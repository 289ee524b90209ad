use std::collections::HashSet;

use chrono::{DateTime, Utc};
use serde::{Deserialize, Serialize};
use thiserror::Error;

use crate::model::ids::{QuestionId, QuizId};
use crate::model::question::{Question, QuestionDraft, QuestionError};

/// Default attempt length for a new quiz (30 minutes).
pub const DEFAULT_DURATION_SECS: u32 = 30 * 60;

/// Default passing score, in percent.
pub const DEFAULT_PASSING_THRESHOLD: u8 = 70;

//
// ─── ERRORS ────────────────────────────────────────────────────────────────────
//

#[derive(Debug, Error, Clone, PartialEq, Eq)]
#[non_exhaustive]
pub enum QuizError {
    #[error("quiz title cannot be empty")]
    EmptyTitle,

    #[error("quiz duration must be > 0 seconds")]
    InvalidDuration,

    #[error("passing threshold must be between 0 and 100, got {0}")]
    InvalidPassingThreshold(u8),

    #[error("a quiz needs at least one question")]
    NoQuestions,

    #[error("available_until must be after available_from")]
    InvalidAvailabilityWindow,

    #[error("attempts allowed must be at least 1")]
    InvalidAttemptsAllowed,

    #[error("question id {0} is used more than once")]
    DuplicateQuestionId(QuestionId),

    #[error("question {index} is invalid: {source}")]
    Question {
        index: usize,
        #[source]
        source: QuestionError,
    },
}

//
// ─── DRAFT ─────────────────────────────────────────────────────────────────────
//

fn default_duration_secs() -> u32 {
    DEFAULT_DURATION_SECS
}

fn default_passing_threshold() -> u8 {
    DEFAULT_PASSING_THRESHOLD
}

fn default_proctored() -> bool {
    true
}

/// Quiz as filled in on the creation form, before validation.
#[derive(Debug, Clone, PartialEq, Eq, Serialize, Deserialize)]
pub struct QuizDraft {
    pub id: QuizId,
    pub title: String,
    #[serde(default)]
    pub description: String,
    #[serde(default = "default_duration_secs")]
    pub duration_secs: u32,
    #[serde(default = "default_passing_threshold")]
    pub passing_threshold: u8,
    #[serde(default = "default_proctored")]
    pub proctored: bool,
    #[serde(default)]
    pub randomize_questions: bool,
    /// Start of the availability window; open-ended when absent.
    #[serde(default)]
    pub available_from: Option<DateTime<Utc>>,
    /// End of the availability window (exclusive); open-ended when absent.
    #[serde(default)]
    pub available_until: Option<DateTime<Utc>>,
    /// Maximum number of recorded attempts; unlimited when absent.
    #[serde(default)]
    pub attempts_allowed: Option<u32>,
    #[serde(default)]
    pub questions: Vec<QuestionDraft>,
}

impl QuizDraft {
    /// Empty draft carrying the default settings.
    #[must_use]
    pub fn new(id: QuizId, title: impl Into<String>) -> Self {
        Self {
            id,
            title: title.into(),
            description: String::new(),
            duration_secs: DEFAULT_DURATION_SECS,
            passing_threshold: DEFAULT_PASSING_THRESHOLD,
            proctored: true,
            randomize_questions: false,
            available_from: None,
            available_until: None,
            attempts_allowed: None,
            questions: Vec::new(),
        }
    }

    /// Validate the draft into an immutable `QuizDefinition`.
    ///
    /// # Errors
    ///
    /// Returns `QuizError` for a blank title, zero duration, a threshold above
    /// 100, a window that ends before it starts, a zero attempt limit, an
    /// empty or invalid question list, or duplicate question ids.
    pub fn validate(self) -> Result<QuizDefinition, QuizError> {
        let title = self.title.trim().to_owned();
        if title.is_empty() {
            return Err(QuizError::EmptyTitle);
        }
        if self.duration_secs == 0 {
            return Err(QuizError::InvalidDuration);
        }
        if self.passing_threshold > 100 {
            return Err(QuizError::InvalidPassingThreshold(self.passing_threshold));
        }
        if let (Some(from), Some(until)) = (self.available_from, self.available_until) {
            if until <= from {
                return Err(QuizError::InvalidAvailabilityWindow);
            }
        }
        if self.attempts_allowed == Some(0) {
            return Err(QuizError::InvalidAttemptsAllowed);
        }
        if self.questions.is_empty() {
            return Err(QuizError::NoQuestions);
        }

        let mut seen = HashSet::with_capacity(self.questions.len());
        let mut questions = Vec::with_capacity(self.questions.len());
        for (index, draft) in self.questions.into_iter().enumerate() {
            if !seen.insert(draft.id) {
                return Err(QuizError::DuplicateQuestionId(draft.id));
            }
            let question = draft
                .validate()
                .map_err(|source| QuizError::Question { index, source })?;
            questions.push(question);
        }

        Ok(QuizDefinition {
            id: self.id,
            title,
            description: self.description.trim().to_owned(),
            duration_secs: self.duration_secs,
            passing_threshold: self.passing_threshold,
            proctored: self.proctored,
            randomize_questions: self.randomize_questions,
            available_from: self.available_from,
            available_until: self.available_until,
            attempts_allowed: self.attempts_allowed,
            questions,
        })
    }
}

//
// ─── DEFINITION ────────────────────────────────────────────────────────────────
//

/// Immutable description of a quiz an attempt is taken against.
///
/// Question order is significant: it defines the question index used by
/// attempts.
#[derive(Debug, Clone, PartialEq, Eq, Serialize, Deserialize)]
#[serde(try_from = "QuizDraft", into = "QuizDraft")]
pub struct QuizDefinition {
    id: QuizId,
    title: String,
    description: String,
    duration_secs: u32,
    passing_threshold: u8,
    proctored: bool,
    randomize_questions: bool,
    available_from: Option<DateTime<Utc>>,
    available_until: Option<DateTime<Utc>>,
    attempts_allowed: Option<u32>,
    questions: Vec<Question>,
}

impl QuizDefinition {
    #[must_use]
    pub fn id(&self) -> QuizId {
        self.id
    }

    #[must_use]
    pub fn title(&self) -> &str {
        &self.title
    }

    #[must_use]
    pub fn description(&self) -> &str {
        &self.description
    }

    #[must_use]
    pub fn duration_secs(&self) -> u32 {
        self.duration_secs
    }

    #[must_use]
    pub fn passing_threshold(&self) -> u8 {
        self.passing_threshold
    }

    #[must_use]
    pub fn is_proctored(&self) -> bool {
        self.proctored
    }

    #[must_use]
    pub fn randomize_questions(&self) -> bool {
        self.randomize_questions
    }

    #[must_use]
    pub fn available_from(&self) -> Option<DateTime<Utc>> {
        self.available_from
    }

    #[must_use]
    pub fn available_until(&self) -> Option<DateTime<Utc>> {
        self.available_until
    }

    #[must_use]
    pub fn attempts_allowed(&self) -> Option<u32> {
        self.attempts_allowed
    }

    /// True when `now` falls inside `[available_from, available_until)`.
    #[must_use]
    pub fn is_available_at(&self, now: DateTime<Utc>) -> bool {
        self.available_from.is_none_or(|from| now >= from)
            && self.available_until.is_none_or(|until| now < until)
    }

    #[must_use]
    pub fn questions(&self) -> &[Question] {
        &self.questions
    }

    #[must_use]
    pub fn question(&self, index: usize) -> Option<&Question> {
        self.questions.get(index)
    }

    /// Number of questions; always at least one.
    #[must_use]
    pub fn question_count(&self) -> usize {
        self.questions.len()
    }

    /// Return a copy whose question order was rearranged by `reorder`.
    ///
    /// The closure only sees a slice, so it can permute questions but never
    /// add or remove them.
    #[must_use]
    pub fn reordered(&self, reorder: impl FnOnce(&mut [Question])) -> Self {
        let mut quiz = self.clone();
        reorder(&mut quiz.questions);
        quiz
    }
}

impl TryFrom<QuizDraft> for QuizDefinition {
    type Error = QuizError;

    fn try_from(draft: QuizDraft) -> Result<Self, Self::Error> {
        draft.validate()
    }
}

impl From<QuizDefinition> for QuizDraft {
    fn from(quiz: QuizDefinition) -> Self {
        Self {
            id: quiz.id,
            title: quiz.title,
            description: quiz.description,
            duration_secs: quiz.duration_secs,
            passing_threshold: quiz.passing_threshold,
            proctored: quiz.proctored,
            randomize_questions: quiz.randomize_questions,
            available_from: quiz.available_from,
            available_until: quiz.available_until,
            attempts_allowed: quiz.attempts_allowed,
            questions: quiz.questions.into_iter().map(QuestionDraft::from).collect(),
        }
    }
}

//
// ─── TESTS ─────────────────────────────────────────────────────────────────────
//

____

:: EXERCISE PROMPT ::
Filter on the word "NoQuestions": copy each matching line from the entries above.

:: YOUR RESPONSE ::
    NoQuestions,
            return Err(QuizError::NoQuestions);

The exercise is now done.